§ **The problem**
Pick out each line below containing "quantity".

Top of Exercise data

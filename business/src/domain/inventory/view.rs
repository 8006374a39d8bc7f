use std::fmt::Write;

use crate::domain::product::form::ProductForm;
use crate::domain::product::model::Product;
use crate::domain::product::value_objects::ProductId;

use super::session::{Affordances, FormMode};

pub const DEFAULT_CURRENCY_SYMBOL: &str = "$";

/// One displayed table row. Values are raw; escaping happens when the row is
/// turned into markup.
#[derive(Debug, Clone, PartialEq, Eq)]
pub struct TableRow {
    /// 1-based position in the rendered list, not in the stored list.
    pub sequence: usize,
    pub id: ProductId,
    pub name: String,
    pub brand: String,
    pub quantity: u64,
    /// Two-digit price prefixed with the currency symbol, e.g. "$2.50".
    pub price: String,
}

#[derive(Debug, Clone, Default, PartialEq, Eq)]
pub struct TableView {
    pub rows: Vec<TableRow>,
}

impl TableView {
    /// True when the empty-state indicator should be shown instead of rows.
    pub fn is_empty(&self) -> bool {
        self.rows.is_empty()
    }

    /// Markup for the table body. Empty when there is nothing to show.
    pub fn to_html(&self) -> String {
        let mut html = String::new();
        for row in &self.rows {
            let id = escape_html(row.id.as_str());
            // Writing into a String cannot fail.
            let _ = write!(
                html,
                "<tr>\
                 <td>{}</td>\
                 <td>{}</td>\
                 <td>{}</td>\
                 <td>{}</td>\
                 <td>{}</td>\
                 <td><div class=\"action-buttons\">\
                 <button class=\"btn-edit\" data-action=\"edit\" data-id=\"{id}\">Edit</button>\
                 <button class=\"btn-delete\" data-action=\"delete\" data-id=\"{id}\">Delete</button>\
                 </div></td>\
                 </tr>",
                row.sequence,
                escape_html(&row.name),
                escape_html(&row.brand),
                row.quantity,
                escape_html(&row.price),
            );
        }
        html
    }
}

/// Projects records onto table rows, numbered in the order given.
pub fn render<'a, I>(records: I, currency_symbol: &str) -> TableView
where
    I: IntoIterator<Item = &'a Product>,
{
    let rows = records
        .into_iter()
        .enumerate()
        .map(|(index, product)| TableRow {
            sequence: index + 1,
            id: product.id.clone(),
            name: product.name.clone(),
            brand: product.brand.clone(),
            quantity: product.quantity.value(),
            price: format!("{}{}", currency_symbol, product.price.formatted()),
        })
        .collect();

    TableView { rows }
}

/// Escapes text for use in element content and quoted attribute values.
pub fn escape_html(text: &str) -> String {
    let mut escaped = String::with_capacity(text.len());
    for c in text.chars() {
        match c {
            '&' => escaped.push_str("&amp;"),
            '<' => escaped.push_str("&lt;"),
            '>' => escaped.push_str("&gt;"),
            '"' => escaped.push_str("&quot;"),
            '\'' => escaped.push_str("&#39;"),
            _ => escaped.push(c),
        }
    }
    escaped
}

/// Everything a host needs to paint the page after an event.
#[derive(Debug, Clone, PartialEq)]
pub struct InventoryView {
    pub table: TableView,
    pub form: ProductForm,
    pub mode: FormMode,
    pub affordances: Affordances,
    pub editing: Option<ProductId>,
    /// Active filter, if the table shows search results.
    pub search_term: Option<String>,
    /// Size of the stored list, independent of any filter.
    pub total: usize,
}
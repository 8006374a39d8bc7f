use std::sync::Arc;

use crate::domain::errors::RepositoryError;
use crate::domain::inventory::errors::InventoryError;
use crate::domain::inventory::services::{CLEAR_ALL_PROMPT, Confirmer, DELETE_PROMPT};
use crate::domain::inventory::session::{EditSession, FormMode};
use crate::domain::inventory::view::{self, InventoryView, TableView};
use crate::domain::logger::Logger;
use crate::domain::product::form::ProductForm;
use crate::domain::product::model::Product;
use crate::domain::product::repository::ProductRepository;
use crate::domain::product::search::filter_by_name;
use crate::domain::product::value_objects::ProductId;

/// Result of a confirmed destructive operation.
#[derive(Debug, Clone, Copy, PartialEq, Eq)]
pub enum Removal {
    /// The user confirmed; this many records were removed.
    Removed(usize),
    /// The user confirmed but the id was not in the list.
    NotFound,
    /// The user declined; nothing changed.
    Declined,
}

/// Owns the product list, the editing session and the form.
///
/// Every mutation writes the whole candidate list to the repository first and
/// only then replaces the in-memory list, so both always agree.
pub struct InventoryStore {
    products: Vec<Product>,
    session: EditSession,
    form: ProductForm,
    filter: Option<String>,
    currency_symbol: String,
    repository: Arc<dyn ProductRepository>,
    logger: Arc<dyn Logger>,
}

impl InventoryStore {
    /// Reads the persisted list once and builds a store in add mode.
    pub async fn load(
        repository: Arc<dyn ProductRepository>,
        logger: Arc<dyn Logger>,
        currency_symbol: impl Into<String>,
    ) -> Result<Self, RepositoryError> {
        let products = repository.load_all().await?;
        logger.info(&format!("Loaded {} products", products.len()));

        Ok(Self {
            products,
            session: EditSession::default(),
            form: ProductForm::default(),
            filter: None,
            currency_symbol: currency_symbol.into(),
            repository,
            logger,
        })
    }

    pub fn products(&self) -> &[Product] {
        &self.products
    }

    pub fn find(&self, id: &ProductId) -> Option<&Product> {
        self.products.iter().find(|product| &product.id == id)
    }

    pub fn editing(&self) -> Option<&ProductId> {
        self.session.current()
    }

    pub fn mode(&self) -> FormMode {
        self.session.mode()
    }

    pub fn form(&self) -> &ProductForm {
        &self.form
    }

    /// Records what the user currently has typed into the form.
    pub fn set_form(&mut self, form: ProductForm) {
        self.form = form;
    }

    async fn persist(&mut self, candidate: Vec<Product>) -> Result<(), InventoryError> {
        if let Err(e) = self.repository.replace_all(&candidate).await {
            self.logger
                .error(&format!("Failed to persist product list: {}", e));
            return Err(e.into());
        }
        self.products = candidate;
        Ok(())
    }

    fn reject(&self, operation: &str, error: InventoryError) -> InventoryError {
        self.logger
            .warn(&format!("Rejected {} input: {}", operation, error));
        error
    }

    pub async fn add(&mut self, form: ProductForm) -> Result<Product, InventoryError> {
        self.form = form;
        let details = self
            .form
            .validate()
            .map_err(|e| self.reject("add", e.into()))?;

        let product = Product::new(details);
        self.logger
            .info(&format!("Adding product: {}", product.id));

        let mut candidate = self.products.clone();
        candidate.push(product.clone());
        self.persist(candidate).await?;

        self.form = ProductForm::default();
        self.filter = None;
        self.logger.info(&format!("Product added: {}", product.id));
        Ok(product)
    }

    /// Returns `Ok(None)` when there is no session or the edited record is gone.
    pub async fn update(&mut self, form: ProductForm) -> Result<Option<Product>, InventoryError> {
        self.form = form;
        let details = self
            .form
            .validate()
            .map_err(|e| self.reject("update", e.into()))?;

        let Some(id) = self.session.current().cloned() else {
            self.logger.debug("Update requested outside an editing session");
            return Ok(None);
        };

        let Some(index) = self.products.iter().position(|product| product.id == id) else {
            self.logger
                .warn(&format!("Edited product no longer exists: {}", id));
            return Ok(None);
        };

        self.logger.info(&format!("Updating product: {}", id));
        let mut candidate = self.products.clone();
        candidate[index].apply(details);
        let updated = candidate[index].clone();
        self.persist(candidate).await?;

        self.session.end();
        self.form = ProductForm::default();
        self.filter = None;
        self.logger.info(&format!("Product updated: {}", id));
        Ok(Some(updated))
    }

    /// Enter key in the form: update while editing, add otherwise.
    pub async fn submit_current_mode(
        &mut self,
        form: ProductForm,
    ) -> Result<Option<Product>, InventoryError> {
        match self.mode() {
            FormMode::Edit => self.update(form).await,
            FormMode::Add => self.add(form).await.map(Some),
        }
    }

    /// Loads a record into the form. A session already in progress is
    /// replaced without prompting.
    pub fn begin_edit(&mut self, id: &ProductId) -> bool {
        let Some(product) = self.find(id) else {
            self.logger
                .debug(&format!("Cannot edit unknown product: {}", id));
            return false;
        };

        let form = ProductForm::from_product(product);
        if let Some(previous) = self.session.begin(id.clone())
            && &previous != id
        {
            self.logger
                .warn(&format!("Abandoning edit of {} to edit {}", previous, id));
        }
        self.form = form;
        self.logger.info(&format!("Editing product: {}", id));
        true
    }

    pub fn cancel_edit(&mut self) {
        if let Some(id) = self.session.end() {
            self.logger.info(&format!("Cancelled edit of {}", id));
        }
        self.form = ProductForm::default();
    }

    /// Clears the inputs; the editing session, if any, stays active.
    pub fn reset_form(&mut self) {
        self.form = ProductForm::default();
    }

    pub async fn delete(
        &mut self,
        id: &ProductId,
        confirmer: &dyn Confirmer,
    ) -> Result<Removal, InventoryError> {
        if !confirmer.confirm(DELETE_PROMPT) {
            return Ok(Removal::Declined);
        }

        let candidate: Vec<Product> = self
            .products
            .iter()
            .filter(|product| &product.id != id)
            .cloned()
            .collect();
        let removed = self.products.len() - candidate.len();
        if removed == 0 {
            self.logger
                .debug(&format!("Nothing to delete for id: {}", id));
            return Ok(Removal::NotFound);
        }

        self.logger.info(&format!("Deleting product: {}", id));
        self.persist(candidate).await?;
        self.filter = None;
        self.logger.info(&format!("Product deleted: {}", id));
        Ok(Removal::Removed(removed))
    }

    pub async fn clear_all(&mut self, confirmer: &dyn Confirmer) -> Result<Removal, InventoryError> {
        if !confirmer.confirm(CLEAR_ALL_PROMPT) {
            return Ok(Removal::Declined);
        }

        let count = self.products.len();
        self.logger.info("Clearing all products");
        self.persist(Vec::new()).await?;
        self.filter = None;
        self.logger.info(&format!("Cleared {} products", count));
        Ok(Removal::Removed(count))
    }

    /// Shows only records whose name contains `term`; the stored list is untouched.
    pub fn search(&mut self, term: &str) -> TableView {
        self.filter = Some(term.to_string());
        self.render()
    }

    /// Table for the current display: search results while a filter is active,
    /// the full list otherwise.
    pub fn render(&self) -> TableView {
        match &self.filter {
            Some(term) => view::render(filter_by_name(&self.products, term), &self.currency_symbol),
            None => view::render(&self.products, &self.currency_symbol),
        }
    }

    pub fn view(&self) -> InventoryView {
        let mode = self.mode();
        InventoryView {
            table: self.render(),
            form: self.form.clone(),
            mode,
            affordances: mode.into(),
            editing: self.session.current().cloned(),
            search_term: self.filter.clone(),
            total: self.products.len(),
        }
    }
}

Bottom of Exercise data

§ **Answer section**
    pub quantity: u64,
                row.quantity,
            quantity: product.quantity.value(),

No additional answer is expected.